Visiting Salvation: Another Mom’s Treasure

Visiting Salvation is your story.

Today’s author is Laura: mother-of-two, swing-dancer, rummage-sale-manager and dreamer.

“You must be busy!”

As soon as she muttered, “yeah” and walked away, I knew I made a terrible mistake.

I was having a rummage sale and was making small talk with a 30-something lady as she purchased one of my toys. She told me, “I have six kids.” I blurted out those lousy words as I gave her her change. As soon as she turned away and muttered “yeah”, I knew I was one of way too many people who have told her that.  Her “yeah” was definitely not one of resigned agreement. It was loaded with “yeah, I’ve heard that a million times but why does everyone have to say it, and fercryingoutloud can’t someone have six kids without people assuming that’s a horrible life???”

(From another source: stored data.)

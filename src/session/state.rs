//! Session states and user-facing authentication failure reasons.

use std::fmt;

use crate::identity::{Principal, ProviderError};

/// Why an authentication attempt failed, as shown to the user.
#[derive(Debug, Clone, PartialEq, Eq)]
pub enum AuthFailure {
    InvalidCredentials,
    UnknownAccount,
    EmailAlreadyInUse,
    WeakSecret,
    InvalidEmail,
    /// The provider could not be reached or did not answer in time.
    Unavailable,
    /// Anything without a dedicated reason; carries the provider's message.
    Other(String),
}

impl fmt::Display for AuthFailure {
    fn fmt(&self, f: &mut fmt::Formatter<'_>) -> fmt::Result {
        match self {
            Self::InvalidCredentials => f.write_str("Incorrect password"),
            Self::UnknownAccount => f.write_str("User not found"),
            Self::EmailAlreadyInUse => f.write_str("Email already in use"),
            Self::WeakSecret => f.write_str("Password should be at least 6 characters"),
            Self::InvalidEmail => f.write_str("Invalid email address"),
            Self::Unavailable => f.write_str("Identity provider unavailable, try again"),
            Self::Other(message) => f.write_str(message),
        }
    }
}

impl From<ProviderError> for AuthFailure {
    fn from(err: ProviderError) -> Self {
        match err {
            ProviderError::WrongPassword => Self::InvalidCredentials,
            ProviderError::UserNotFound => Self::UnknownAccount,
            ProviderError::EmailAlreadyInUse => Self::EmailAlreadyInUse,
            ProviderError::WeakPassword => Self::WeakSecret,
            ProviderError::InvalidEmail => Self::InvalidEmail,
            ProviderError::Unavailable(_) => Self::Unavailable,
            ProviderError::Other { message, .. } => Self::Other(message),
        }
    }
}

/// Where the session gate currently stands.
#[derive(Debug, Clone, PartialEq, Eq, Default)]
pub enum SessionState {
    #[default]
    Anonymous,
    Authenticating,
    Authenticated(Principal),
    AuthError(AuthFailure),
}

impl SessionState {
    pub fn principal(&self) -> Option<&Principal> {
        match self {
            Self::Authenticated(principal) => Some(principal),
            _ => None,
        }
    }

    pub fn is_authenticated(&self) -> bool {
        matches!(self, Self::Authenticated(_))
    }
}
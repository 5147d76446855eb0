//! Integration tests for the SecureVault vault store.

use std::sync::atomic::{AtomicBool, Ordering};
use std::sync::Arc;
use std::time::Duration;

use async_trait::async_trait;
use securevault::crypto::Argon2Params;
use securevault::errors::{Result, VaultError};
use securevault::identity::Principal;
use securevault::storage::{BlobStorage, MemoryStorage};
use securevault::validation::Field;
use securevault::vault::{NewCredential, StoreOptions, VaultStore};
use uuid::Uuid;

const PASSWORD: &str = "correct horse battery";

fn options() -> StoreOptions {
    StoreOptions {
        argon2_params: Argon2Params {
            memory_kib: 8_192,
            iterations: 1,
            parallelism: 1,
        },
        io_timeout: Duration::from_secs(5),
    }
}

fn principal(id: &str) -> Principal {
    Principal {
        id: id.to_string(),
        email: format!("{id}@example.com"),
    }
}

/// Helper: unlock and load a store for `alice` over `storage`.
async fn open(storage: &MemoryStorage, password: &str) -> VaultStore {
    let store = VaultStore::unlock(
        principal("alice"),
        password,
        Arc::new(storage.clone()),
        options(),
    )
    .await
    .expect("unlock");
    store.load().await.expect("load");
    store
}

fn github() -> NewCredential {
    NewCredential::new("https://github.com", "octocat", "hunter2-gh")
}

/// Storage whose writes fail while `fail_writes` is set.
#[derive(Clone, Default)]
struct FlakyStorage {
    inner: MemoryStorage,
    fail_writes: Arc<AtomicBool>,
}

#[async_trait]
impl BlobStorage for FlakyStorage {
    async fn read_blob(&self, principal_id: &str) -> Result<Option<Vec<u8>>> {
        self.inner.read_blob(principal_id).await
    }

    async fn write_blob(&self, principal_id: &str, bytes: &[u8]) -> Result<()> {
        if self.fail_writes.load(Ordering::SeqCst) {
            return Err(std::io::Error::new(std::io::ErrorKind::Other, "disk full").into());
        }
        self.inner.write_blob(principal_id, bytes).await
    }
}

/// Storage that never answers a write in time.
struct StalledStorage;

#[async_trait]
impl BlobStorage for StalledStorage {
    async fn read_blob(&self, _principal_id: &str) -> Result<Option<Vec<u8>>> {
        Ok(None)
    }

    async fn write_blob(&self, _principal_id: &str, _bytes: &[u8]) -> Result<()> {
        tokio::time::sleep(Duration::from_secs(30)).await;
        Ok(())
    }
}

/// Rewrite the cleartext header JSON of a sealed blob, keeping the layout
/// valid (magic, version, corrected length, untouched body and tag).
fn rewrite_header(blob: &[u8], edit: impl FnOnce(&mut serde_json::Value)) -> Vec<u8> {
    let header_len = u32::from_le_bytes(blob[5..9].try_into().unwrap()) as usize;
    let header_end = 9 + header_len;
    let mut header: serde_json::Value = serde_json::from_slice(&blob[9..header_end]).unwrap();
    edit(&mut header);
    let header_bytes = serde_json::to_vec(&header).unwrap();

    let mut out = blob[..5].to_vec();
    out.extend_from_slice(&(header_bytes.len() as u32).to_le_bytes());
    out.extend_from_slice(&header_bytes);
    out.extend_from_slice(&blob[header_end..]);
    out
}
//! Field-scoped input validation shared by the vault and the session gate.
//!
//! Every check reports the *first* invalid field so the caller can point
//! the user at exactly one input.

use std::fmt;
use std::sync::OnceLock;

use regex::Regex;
use thiserror::Error;
use url::Url;

/// Minimum account password length accepted before contacting the provider.
pub const MIN_SECRET_LEN: usize = 6;

/// The user-facing input a validation error refers to.
#[derive(Debug, Clone, Copy, PartialEq, Eq, Hash)]
pub enum Field {
    Website,
    Username,
    Secret,
    Email,
    Confirmation,
}

impl fmt::Display for Field {
    fn fmt(&self, f: &mut fmt::Formatter<'_>) -> fmt::Result {
        let name = match self {
            Self::Website => "website",
            Self::Username => "username",
            Self::Secret => "secret",
            Self::Email => "email",
            Self::Confirmation => "confirmation",
        };
        f.write_str(name)
    }
}

/// A user-correctable input error scoped to one field.
#[derive(Debug, Clone, PartialEq, Eq, Error)]
#[error("Invalid {field}: {message}")]
pub struct ValidationError {
    pub field: Field,
    pub message: String,
}

impl ValidationError {
    pub fn new(field: Field, message: impl Into<String>) -> Self {
        Self {
            field,
            message: message.into(),
        }
    }
}

fn email_pattern() -> &'static Regex {
    static PATTERN: OnceLock<Regex> = OnceLock::new();
    PATTERN.get_or_init(|| Regex::new(r"^\S+@\S+\.\S+$").expect("email pattern is valid"))
}

/// Check a website string: must be an absolute URL with a scheme and host.
pub fn validate_website(website: &str) -> Result<Url, ValidationError> {
    if website.trim().is_empty() {
        return Err(ValidationError::new(Field::Website, "website is required"));
    }

    let url = Url::parse(website.trim())
        .map_err(|e| ValidationError::new(Field::Website, format!("not a URL ({e})")))?;

    match url.host_str() {
        Some(host) if !host.is_empty() => Ok(url),
        _ => Err(ValidationError::new(
            Field::Website,
            "URL must include a host (e.g. https://example.com)",
        )),
    }
}

/// Check a new credential candidate in the order website → username → secret.
pub fn validate_candidate(
    website: &str,
    username: &str,
    secret: &str,
) -> Result<(), ValidationError> {
    validate_website(website)?;

    if username.trim().is_empty() {
        return Err(ValidationError::new(
            Field::Username,
            "username is required",
        ));
    }

    if secret.is_empty() {
        return Err(ValidationError::new(Field::Secret, "password is required"));
    }

    Ok(())
}

/// Pre-validate account credentials before they reach the identity provider.
///
/// `confirmation` is `Some` only for registration. Order of checks:
/// secret length, confirmation match, email pattern.
pub fn validate_account_form(
    email: &str,
    secret: &str,
    confirmation: Option<&str>,
) -> Result<(), ValidationError> {
    if secret.is_empty() {
        return Err(ValidationError::new(Field::Secret, "Password is required"));
    }
    if secret.chars().count() < MIN_SECRET_LEN {
        return Err(ValidationError::new(
            Field::Secret,
            format!("Password must be at least {MIN_SECRET_LEN} characters"),
        ));
    }

    if let Some(confirmation) = confirmation {
        use subtle::ConstantTimeEq;
        let matches: bool = secret.as_bytes().ct_eq(confirmation.as_bytes()).into();
        if !matches {
            return Err(ValidationError::new(
                Field::Confirmation,
                "Passwords do not match",
            ));
        }
    }

    if email.trim().is_empty() {
        return Err(ValidationError::new(Field::Email, "Email is required"));
    }
    if !email_pattern().is_match(email) {
        return Err(ValidationError::new(Field::Email, "Email is invalid"));
    }

    Ok(())
}
//! Encrypted credential storage.
//!
//! This module provides:
//! - `CredentialRecord`, `NewCredential` and `SecretValue` (`record`)
//! - The sealed blob format with HMAC integrity (`format`)
//! - `VaultStore`, the per-principal add/list/remove/reveal surface (`store`)

pub mod format;
pub mod record;
pub mod store;

pub use format::BlobHeader;
pub use record::{CredentialRecord, NewCredential, SecretValue};
pub use store::{StoreOptions, VaultStore};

It really made me stop and think. While I decided that two kids was enough for me about two days after my second was born, there are women (and men) who are over the moon about the idea of a large family. While that sounds mortifying to me, she probably loves her life. Busy? You bet she is! But why does that have to be the first thing people reflect on? (I assume I’m not the only one). “You must be busy!” seems to imply that she didn’t understand what having six kids entailed and is now paying the consequences. Or that she can’t handle the busyness. Or she’s running amok, treading water until her six burdens leave home. Is being busy all she thinks about when reflecting on her family?

Doubtful.

She was slender, she was out rummaging alone. Which implies that she takes care of herself and her kids can survive without her for an afternoon. She was calm and friendly, and probably leads a balanced life.  I’ve decided that next time I meet someone with a large family I’m going to assume they are happy about it (instead of projecting my panicky feelings toward the issue onto them.) Maybe I’ll ask something like, “What’s it like to have a big family?” or even, “Wow, think of all the grandbabies you’ll have someday!” Maybe she’ll look at me and think, “hey, finally someone without an idiotic comment.”

I got a small taste of my own medicine at brunch on Father’s Day. My husband and I took our 3.5 year old and our 2-year-old out to eat. The waitress made the offhand comment, “Oh you’ve got your hands full.” And I immediately thought, “Not really, this is our standard routine. This is my status quo.” I don’t think of myself as having my hands full, just doing what I gotta do with two little ones. This is what I chose.

That lady was just doing what she’s gotta do with six. To each her own, eh?

Dax, Laura and Paige

Dax, Laura and Paige

  Thank you so much Laura!  I have been guilty of such comments (thanks to my fear of twins) so I’m going to take a page from your book and start assuming happiness comes in all family shapes and sizes.  And then act on it!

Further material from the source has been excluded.